Скшетуский поглядел на него невидящим взглядом и вдруг как бы очнулся.
– Редзян, ты смерти боишься? – спросил он.
– Кого? Как это смерти? Что это вы, сударь, говорите?
– Кто на Сечь едет, тот не возвращается.
– Так чего же вы тогда, ваша милость, едете?
– Мое дело. Ты в это не мешайся. Но тебя мне жаль, ты еще мальчишка, и хотя плут, но там плутнями немногого добьешься. Возвращайся-ка в Чигирин, а потом в Лубны.
Редзян принялся чесать в затылке.
– Я, мой сударь, смерти ой как боюсь, ведь кто ее не боится, тот Бога не боится – Его воля упасти или уморить, но раз уж вы, сударь, добровольно на смерть идете, так это вашей милости грех будет, господский; не мой, не слуги; потому я вашу милость и не оставлю. Я ж не холопского звания, а шляхтич, хотя и бедный, и самолюбие тоже имею.
– Знаю я, что ты верный слуга, однако скажу тебе вот что: не поедешь по доброй воле, поедешь по приказу. Другого выхода нету.
– А хоть убейте, ваша милость, не поеду. Что же это ваша милость себе думает, иуда я какой или кто? Выходит, я хозяина на погибель выдать должен?
Тут Редзян, прижав к глазам кулаки, принялся в голос реветь, из чего пан Скшетуский понял, что таким путем его не проймешь, а жестко приказывать не хотел, так как ему было паренька жаль.
– Слушай, – сказал он, – никакой такой помощи ты мне оказать не сможешь, я ведь тоже добровольно голову под топор класть не стану, но зато отвезешь в Разлоги письма, которые для меня самой жизни важней.
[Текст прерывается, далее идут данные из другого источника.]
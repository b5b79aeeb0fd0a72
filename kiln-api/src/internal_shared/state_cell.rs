use crate::KilnResourceState;
use std::sync::atomic::{AtomicU32, Ordering};

/// Tracked resource state, stored on the resource itself so every context sees the same
/// value. Plain load/store, barriers are recorded by a single context at a time.
#[derive(Debug)]
pub(crate) struct ResourceStateCell(AtomicU32);

impl ResourceStateCell {
    pub fn new(state: KilnResourceState) -> Self {
        ResourceStateCell(AtomicU32::new(state.bits()))
    }

    pub fn load(&self) -> KilnResourceState {
        KilnResourceState::from_bits_truncate(self.0.load(Ordering::Acquire))
    }

    pub fn store(
        &self,
        state: KilnResourceState,
    ) {
        self.0.store(state.bits(), Ordering::Release);
    }
}

#[cfg(test)]
mod test {
    use super::*;

    #[test]
    fn store_then_load_round_trips() {
        let cell = ResourceStateCell::new(KilnResourceState::UNDEFINED);
        assert_eq!(cell.load(), KilnResourceState::UNDEFINED);
        cell.store(KilnResourceState::RENDER_TARGET);
        assert_eq!(cell.load(), KilnResourceState::RENDER_TARGET);
        cell.store(KilnResourceState::TRANSITIONING);
        assert!(cell.load().intersects(KilnResourceState::TRANSITIONING));
    }
}
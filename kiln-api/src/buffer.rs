#[cfg(feature = "kiln-dx12")]
use crate::dx12::KilnBufferDx12;
use crate::internal_shared::BufferCommon;
use crate::null::KilnBufferNull;
#[cfg(feature = "kiln-vulkan")]
use crate::vulkan::KilnBufferVulkan;
use crate::{KilnBufferDef, KilnResourceState};

/// A buffer and the state the engine tracks for it. Cloning shares the underlying
/// buffer, it does not copy it.
#[derive(Clone, Debug)]
pub enum KilnBuffer {
    Null(KilnBufferNull),
    #[cfg(feature = "kiln-vulkan")]
    Vk(KilnBufferVulkan),
    #[cfg(feature = "kiln-dx12")]
    Dx12(KilnBufferDx12),
}

impl KilnBuffer {
    pub(crate) fn common(&self) -> &BufferCommon {
        match self {
            KilnBuffer::Null(inner) => inner.common(),
            #[cfg(feature = "kiln-vulkan")]
            KilnBuffer::Vk(inner) => inner.common(),
            #[cfg(feature = "kiln-dx12")]
            KilnBuffer::Dx12(inner) => inner.common(),
        }
    }

    pub fn buffer_def(&self) -> &KilnBufferDef {
        &self.common().def
    }

    pub fn buffer_id(&self) -> u64 {
        self.common().buffer_id
    }

    /// Identity of the buffer's constant buffer view, 0 unless created with
    /// `UNIFORM_BUFFER` usage
    pub fn cbv_view_id(&self) -> u64 {
        self.common().cbv_view_id
    }

    /// Identity of the buffer's structured SRV view, 0 unless created with `BUFFER`
    /// usage
    pub fn srv_view_id(&self) -> u64 {
        self.common().srv_view_id
    }

    /// Identity of the buffer's structured UAV view, 0 unless created with
    /// `BUFFER_READ_WRITE` usage
    pub fn uav_view_id(&self) -> u64 {
        self.common().uav_view_id
    }

    pub fn tracked_state(&self) -> KilnResourceState {
        self.common().state.load()
    }

    pub(crate) fn set_tracked_state(
        &self,
        state: KilnResourceState,
    ) {
        self.common().state.store(state)
    }

    pub fn null_buffer(&self) -> Option<&KilnBufferNull> {
        match self {
            KilnBuffer::Null(inner) => Some(inner),
            #[cfg(any(feature = "kiln-vulkan", feature = "kiln-dx12"))]
            _ => None,
        }
    }

    #[cfg(feature = "kiln-vulkan")]
    pub fn vk_buffer(&self) -> Option<&KilnBufferVulkan> {
        match self {
            KilnBuffer::Vk(inner) => Some(inner),
            _ => None,
        }
    }

    #[cfg(feature = "kiln-dx12")]
    pub fn dx12_buffer(&self) -> Option<&KilnBufferDx12> {
        match self {
            KilnBuffer::Dx12(inner) => Some(inner),
            _ => None,
        }
    }
}
impl KilnGraphicsPso {
    pub fn new() -> Self {
        Default::default()
    }

    fn assert_mutable(&self) {
        assert!(
            self.finalized.is_none(),
            "graphics PSO is finalized and can no longer be changed"
        );
    }

    pub fn set_root_signature(
        &mut self,
        root_signature: &KilnRootSignature,
    ) {
        self.assert_mutable();
        self.def.root_signature = Some(root_signature.clone());
    }

    pub fn set_vertex_shader(
        &mut self,
        shader: &KilnShader,
    ) {
        self.assert_mutable();
        assert_eq!(shader.stage(), KilnShaderStageFlags::VERTEX);
        self.def.vertex_shader = Some(shader.clone());
    }

    pub fn set_pixel_shader(
        &mut self,
        shader: &KilnShader,
    ) {
        self.assert_mutable();
        assert_eq!(shader.stage(), KilnShaderStageFlags::PIXEL);
        self.def.pixel_shader = Some(shader.clone());
    }

    pub fn set_geometry_shader(
        &mut self,
        shader: &KilnShader,
    ) {
        self.assert_mutable();
        assert_eq!(shader.stage(), KilnShaderStageFlags::GEOMETRY);
        self.def.geometry_shader = Some(shader.clone());
    }

    pub fn set_hull_shader(
        &mut self,
        shader: &KilnShader,
    ) {
        self.assert_mutable();
        assert_eq!(shader.stage(), KilnShaderStageFlags::HULL);
        self.def.hull_shader = Some(shader.clone());
    }

    pub fn set_domain_shader(
        &mut self,
        shader: &KilnShader,
    ) {
        self.assert_mutable();
        assert_eq!(shader.stage(), KilnShaderStageFlags::DOMAIN);
        self.def.domain_shader = Some(shader.clone());
    }

    pub fn set_blend_state(
        &mut self,
        blend_state: KilnBlendState,
    ) {
        self.assert_mutable();
        self.def.blend_state = blend_state;
    }

    pub fn set_depth_state(
        &mut self,
        depth_state: KilnDepthState,
    ) {
        self.assert_mutable();
        self.def.depth_state = depth_state;
    }

    pub fn set_rasterizer_state(
        &mut self,
        rasterizer_state: KilnRasterizerState,
    ) {
        self.assert_mutable();
        self.def.rasterizer_state = rasterizer_state;
    }

    pub fn set_vertex_layout(
        &mut self,
        vertex_layout: KilnVertexLayout,
    ) {
        self.assert_mutable();
        self.def.vertex_layout = vertex_layout;
    }

    pub fn set_primitive_topology(
        &mut self,
        topology: KilnPrimitiveTopology,
    ) {
        self.assert_mutable();
        self.def.primitive_topology = topology;
    }

    /// Shorthand for a single color attachment
    pub fn set_render_target_format(
        &mut self,
        color_format: KilnFormat,
        depth_stencil_format: Option<KilnFormat>,
    ) {
        self.set_render_target_formats(&[color_format], depth_stencil_format);
    }

    pub fn set_render_target_formats(
        &mut self,
        color_formats: &[KilnFormat],
        depth_stencil_format: Option<KilnFormat>,
    ) {
        self.assert_mutable();
        self.def.color_formats = color_formats.to_vec();
        self.def.depth_stencil_format = depth_stencil_format;
    }

    pub fn set_sample_count(
        &mut self,
        sample_count: KilnSampleCount,
    ) {
        self.assert_mutable();
        self.def.sample_count = sample_count;
    }

    pub fn is_finalized(&self) -> bool {
        self.finalized.is_some()
    }

    pub fn root_signature(&self) -> Option<&KilnRootSignature> {
        self.def.root_signature.as_ref()
    }

    /// Bakes the accumulated state into a native pipeline. May only be called once.
    /// Identical defs collapse to a single native pipeline through the device's cache.
    #[profiling::function]
    pub fn finalize(
        &mut self,
        device_context: &KilnDeviceContext,
        name: &str,
    ) -> KilnResult<()> {
        assert!(
            self.finalized.is_none(),
            "graphics PSO was already finalized"
        );
        self.def.verify();

        log::trace!("finalizing graphics PSO {:?}", name);
        let hash = hash_def(&self.def);
        let pipeline = device_context.get_or_create_graphics_pipeline(hash, &self.def)?;
        self.finalized = Some(pipeline);
        Ok(())
    }

    /// The finalized pipeline. Panics if `finalize` has not been called.
    pub fn pipeline(&self) -> &KilnPipeline {
        self.finalized
            .as_ref()
            .expect("graphics PSO has not been finalized")
    }
}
Скажешь там ее светлости и князьям, чтобы тотчас же, без малейшего промедления, барышню в Лубны отвезли, иначе бунт их врасплох застанет. Сам же и присмотришь, чтобы все, как надо, было сделано. Я тебе важную функцию доверяю, друга достойную, не слуги.
– Пускай ваша милость кого другого пошлет, с письмом всякий поедет.
– А кто у меня тут есть доверенный? Обалдел ты, что ли? Еще раз тебе говорю, спаси ты мне жизнь хоть дважды, а такой службы не сослужишь; я же извелся просто, думая, что с ними станется, и от горя меня лихорадит даже.
– О господи! Придется, видно, ехать, только мне так жаль вашу милость, что подари мне ваша милость даже этот пояс крапчатый, я бы и то не утешился.
– Будет тебе пояс, только исполни все как следует.
– Не надобно мне и пояса, лишь бы ваша милость ехать с собою позволила.
– Завтра отправишься на чайке, которую Гродзицкий посылает в Чигирин, оттуда, не мешкая и не отдыхая, двинешься прямо в Разлоги. Там ни барышне, ни княгине ничего не говори, что мне что-то грозит, проси только, чтобы сразу, хоть бы даже верхами, хоть бы безо всяких узлов, ехали в Лубны. Вот тебе кошель на дорогу, а письма я сейчас напишу.
Редзян упал в ноги наместнику:
– Пане мой! Ужели я вас более не увижу?